A repeating unit represented by formula (III):

The content ratio of the unit represented by formula (I), the unit represented by formula (II), and the unit represented by formula (III) is 0.1 to 2: 0 in terms of molar ratio. .1～2: 1, number average molecular weight of ^{1 × 10 3 ~1 × 10 5} , a copolymer wherein
R ¹ , R ² , and R ⁴ are each independently a hydrogen atom or a methyl group;
R ³ represents a C8-24 linear or branched, saturated or unsaturated monovalent hydrocarbon group (this hydrocarbon group is unsubstituted or substituted with a halogen or azide group).

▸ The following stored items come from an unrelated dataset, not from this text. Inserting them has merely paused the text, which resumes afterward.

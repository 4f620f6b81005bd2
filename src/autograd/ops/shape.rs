//! Column slicing, column concatenation and row reductions

use crate::autograd::{BackwardOp, Tensor};
use ndarray::Array1;
use std::rc::Rc;

/// Columns `start..end` of a `rows x cols` matrix
pub fn slice_cols(a: &Tensor, rows: usize, cols: usize, start: usize, end: usize) -> Tensor {
    assert!(start <= end && end <= cols, "column range {start}..{end} out of bounds for {cols}");
    let width = end - start;
    let data: Array1<f32> = {
        let input = a.data();
        (0..rows)
            .flat_map(|r| (start..end).map(move |c| r * cols + c))
            .map(|i| input[i])
            .collect::<Array1<f32>>()
    };
    let requires_grad = a.requires_grad();

    let result = Tensor::new(data, requires_grad);

    if requires_grad {
        result.set_backward_op(Rc::new(SliceColsBackward { a: a.clone(), rows, cols, start, width }));
    }

    result
}

struct SliceColsBackward {
    a: Tensor,
    rows: usize,
    cols: usize,
    start: usize,
    width: usize,
}

impl BackwardOp for SliceColsBackward {
    fn inputs(&self) -> Vec<Tensor> {
        vec![self.a.clone()]
    }

    fn backward(&self, grad: &Array1<f32>) {
        if self.a.requires_grad() {
            let mut grad_a = Array1::zeros(self.rows * self.cols);
            for r in 0..self.rows {
                for c in 0..self.width {
                    grad_a[r * self.cols + self.start + c] = grad[r * self.width + c];
                }
            }
            self.a.accumulate_grad(grad_a);
        }
    }
}

/// Concatenate `rows x widths[i]` matrices side by side
pub fn concat_cols(parts: &[(Tensor, usize)], rows: usize) -> Tensor {
    let total: usize = parts.iter().map(|(_, w)| *w).sum();
    let mut data = Array1::zeros(rows * total);
    let mut offset = 0;
    for (part, width) in parts {
        let values = part.data();
        for r in 0..rows {
            for c in 0..*width {
                data[r * total + offset + c] = values[r * width + c];
            }
        }
        offset += width;
    }
    let requires_grad = parts.iter().any(|(t, _)| t.requires_grad());

    let result = Tensor::new(data, requires_grad);

    if requires_grad {
        result.set_backward_op(Rc::new(ConcatColsBackward { parts: parts.to_vec(), rows, total }));
    }

    result
}

struct ConcatColsBackward {
    parts: Vec<(Tensor, usize)>,
    rows: usize,
    total: usize,
}

impl BackwardOp for ConcatColsBackward {
    fn inputs(&self) -> Vec<Tensor> {
        self.parts.iter().map(|(t, _)| t.clone()).collect()
    }

    fn backward(&self, grad: &Array1<f32>) {
        let mut offset = 0;
        for (part, width) in &self.parts {
            if part.requires_grad() {
                let mut grad_p = Array1::zeros(self.rows * width);
                for r in 0..self.rows {
                    for c in 0..*width {
                        grad_p[r * width + c] = grad[r * self.total + offset + c];
                    }
                }
                part.accumulate_grad(grad_p);
            }
            offset += width;
        }
    }
}

/// Sum each row of a `rows x cols` matrix, giving a length-`rows` vector
pub fn sum_rows(a: &Tensor, rows: usize, cols: usize) -> Tensor {
    let data: Array1<f32> = {
        let input = a.data();
        (0..rows)
            .map(|r| (0..cols).map(|c| input[r * cols + c]).sum::<f32>())
            .collect::<Array1<f32>>()
    };
    let requires_grad = a.requires_grad();

    let result = Tensor::new(data, requires_grad);

    if requires_grad {
        result.set_backward_op(Rc::new(SumRowsBackward { a: a.clone(), rows, cols }));
    }

    result
}

struct SumRowsBackward {
    a: Tensor,
    rows: usize,
    cols: usize,
}

impl BackwardOp for SumRowsBackward {
    fn inputs(&self) -> Vec<Tensor> {
        vec![self.a.clone()]
    }

    fn backward(&self, grad: &Array1<f32>) {
        if self.a.requires_grad() {
            let grad_a: Array1<f32> =
                (0..self.rows * self.cols).map(|i| grad[i / self.cols]).collect();
            self.a.accumulate_grad(grad_a);
        }
    }
}
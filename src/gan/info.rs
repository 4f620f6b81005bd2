//! Mutual-information bonus between latent codes and generated samples

use crate::autograd::{add, add_scaled, mean, scale, sub, Tensor};
use crate::distributions::{DistInfo, Product};
use crate::model::LatentLayout;
use crate::Result;

/// Estimate for one code partition
#[derive(Debug, Clone)]
struct PartitionEstimate {
    mi: Tensor,
    cross_ent: Tensor,
}

/// Result of evaluating the regularizer on one forward pass
#[derive(Debug, Clone)]
pub struct InfoEstimate {
    /// Sum of the per-partition MI estimates
    pub mi: Tensor,
    /// Sum of the per-partition cross-entropies
    pub cross_ent: Tensor,
    /// Values in [`InfoRegularizer::log_keys`] order
    pub log_values: Vec<f32>,
    adjusts: bool,
}

impl InfoEstimate {
    /// `loss - coeff * mi`, or `loss` untouched when no code is regularized
    pub fn regularize(&self, loss: &Tensor, coeff: f32) -> Tensor {
        if self.adjusts {
            add_scaled(loss, &self.mi, -coeff)
        } else {
            loss.clone()
        }
    }
}

/// InfoGAN regularization over the discrete and continuous code partitions.
///
/// For each non-empty partition `c`, with `q(c|x)` the discriminator's
/// posterior on generated data and `q(c)` the prior:
/// `CrossEnt = -mean(log q(c|x))`, `Ent = -mean(log q(c))`,
/// `MI = Ent - CrossEnt`.
#[derive(Debug, Clone)]
pub struct InfoRegularizer {
    coeff: f32,
    has_disc: bool,
    has_cont: bool,
    /// Regularized components whose posterior carries a `stddev`
    std_components: Vec<usize>,
}

impl InfoRegularizer {
    pub fn new(layout: &LatentLayout, coeff: f32) -> Self {
        let std_components = layout
            .reg_latent_dist()
            .dists
            .iter()
            .enumerate()
            .filter(|(_, d)| d.info_keys().contains(&"stddev"))
            .map(|(i, _)| i)
            .collect();
        Self {
            coeff,
            has_disc: !layout.reg_disc_latent_dist().is_empty(),
            has_cont: !layout.reg_cont_latent_dist().is_empty(),
            std_components,
        }
    }

    pub fn coeff(&self) -> f32 {
        self.coeff
    }

    /// Metric names appended after the adversarial ones
    pub fn log_keys(&self) -> Vec<String> {
        let mut keys = Vec::new();
        if self.has_disc {
            keys.extend(["MI_disc".to_string(), "CrossEnt_disc".to_string()]);
        }
        if self.has_cont {
            keys.extend(["MI_cont".to_string(), "CrossEnt_cont".to_string()]);
        }
        for idx in &self.std_components {
            keys.push(format!("max_std_{idx}"));
            keys.push(format!("min_std_{idx}"));
        }
        keys.extend(["MI".to_string(), "CrossEnt".to_string()]);
        keys
    }

    /// Evaluate on the latent batch `z` that produced the generated data and
    /// the discriminator's posterior for that data.
    pub fn evaluate(
        &self,
        layout: &LatentLayout,
        z: &Tensor,
        reg_dist_info: &DistInfo,
        n: usize,
    ) -> Result<InfoEstimate> {
        let mut mi = Tensor::scalar(0.0, false);
        let mut cross_ent = Tensor::scalar(0.0, false);
        let mut log_values = Vec::new();

        let reg_z = if self.has_disc || self.has_cont {
            Some(layout.reg_z(z, n)?)
        } else {
            None
        };

        if let (true, Some(reg_z)) = (self.has_disc, &reg_z) {
            let codes = layout.disc_reg_z(reg_z, n)?;
            let info = layout.disc_reg_dist_info(reg_dist_info)?;
            let est = estimate(layout.reg_disc_latent_dist(), &codes, &info, n)?;
            log_values.extend([est.mi.item(), est.cross_ent.item()]);
            mi = add(&mi, &est.mi);
            cross_ent = add(&cross_ent, &est.cross_ent);
        }

        if let (true, Some(reg_z)) = (self.has_cont, &reg_z) {
            let codes = layout.cont_reg_z(reg_z, n)?;
            let info = layout.cont_reg_dist_info(reg_dist_info)?;
            let est = estimate(layout.reg_cont_latent_dist(), &codes, &info, n)?;
            log_values.extend([est.mi.item(), est.cross_ent.item()]);
            mi = add(&mi, &est.mi);
            cross_ent = add(&cross_ent, &est.cross_ent);
        }

        if !self.std_components.is_empty() {
            let parts = layout.reg_latent_dist().split_dist_info(reg_dist_info)?;
            for &idx in &self.std_components {
                let stddev = parts.get(idx).and_then(|info| info.get("stddev"));
                match stddev {
                    Some(s) => log_values.extend([s.max(), s.min()]),
                    None => log_values.extend([f32::NAN, f32::NAN]),
                }
            }
        }

        log_values.extend([mi.item(), cross_ent.item()]);
        Ok(InfoEstimate { mi, cross_ent, log_values, adjusts: self.has_disc || self.has_cont })
    }
}

fn estimate(dist: &Product, codes: &Tensor, info: &DistInfo, n: usize) -> Result<PartitionEstimate> {
    let log_q_c_given_x = dist.logli(codes, info, n)?;
    let log_q_c = dist.logli_prior(codes, n)?;
    let cross_ent = scale(&mean(&log_q_c_given_x), -1.0);
    let ent = scale(&mean(&log_q_c), -1.0);
    Ok(PartitionEstimate { mi: sub(&ent, &cross_ent), cross_ent })
}
//! Optimizer trait

use crate::Tensor;

/// Trait for optimization algorithms
///
/// An optimizer owns its moment/accumulator state for the lifetime of a
/// training run. State is indexed by parameter position, so a given
/// optimizer must always be stepped with the same parameter list in the same
/// order. Parameters whose gradient is absent are left untouched, including
/// their optimizer state.
pub trait Optimizer {
    /// Perform a single optimization step
    fn step(&mut self, params: &mut [Tensor]);

    /// Zero out all gradients
    fn zero_grad(&mut self, params: &mut [Tensor]) {
        for param in params {
            param.zero_grad();
        }
    }

    /// Get learning rate
    fn lr(&self) -> f32;

    /// Set learning rate
    fn set_lr(&mut self, lr: f32);

    /// Short algorithm name used in logs and checkpoint metadata
    fn name(&self) -> &'static str;
}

Is);
R ⁵ is a divalent hydrocarbon group having 1 to 10 carbon atoms or a (poly) oxyethylene group;
R ⁶ is a C 1-4 divalent hydrocarbon group;
R ⁷ , R ⁸ , and R ⁹ are each independently a hydrogen atom or a hydrocarbon group having 1 to 4 carbon atoms;
A is a divalent bond selected from the group consisting of an ester bond, an amide bond, a urethane bond, and an ether bond;
L is a single bond or a linking group;
X is the residue of the substance to be delivered]. The repeating unit represented by the formula (III) is

The copolymer according to claim 1, wherein Formula (IV):

A compound represented by
Formula (V):

And a compound of formula (VI):

Obtained by polymerizing a compound represented by formula (I), a unit represented by formula (II) and a unit represented by formula (III) [wherein formula (I), (II) and The unit represented by (III) is as defined in claim 1] and the molar ratio is 0.1 to 2: 0.1 to 2: 1, and the number average molecular weight is 1 ×. 10 is a ³ to 1 × 10 ^5, a copolymer ^{wherein, R 1, R 2, R} 3, R 4, R 5, R 6, R 7, R 8, R 9, a, L, and X Is as defined in claim 1].   The copolymer according to claim 3, wherein the compound represented by the formula (VI) is 2-methacryloyloxyethyl phosphorylcholine. The copolymer according to any one of claims 1 to 4, wherein R ³ is a hydrocarbon group having 12 to 24 carbon atoms.   L is a hydrocarbon group having 1 to 12 carbon atoms (this hydrocarbon group is uninterrupted or interrupted at one or more positions by oxygen atoms or sulfur atoms or both not adjacent to each other), Item 6. The copolymer according to any one of Items 1 to 5. The copolymer according to any one of claims 1 to 6 , wherein the substance to be delivered is a label. A reagent for labeling endoplasmic reticulum and Golgi apparatus, comprising the copolymer according to claim 7 . Use of a copolymer according to any one of claims 1 to 6 for delivering a desired substance to the endoplasmic reticulum and the Golgi apparatus. Use according to claim 9 , wherein the desired substance is a label.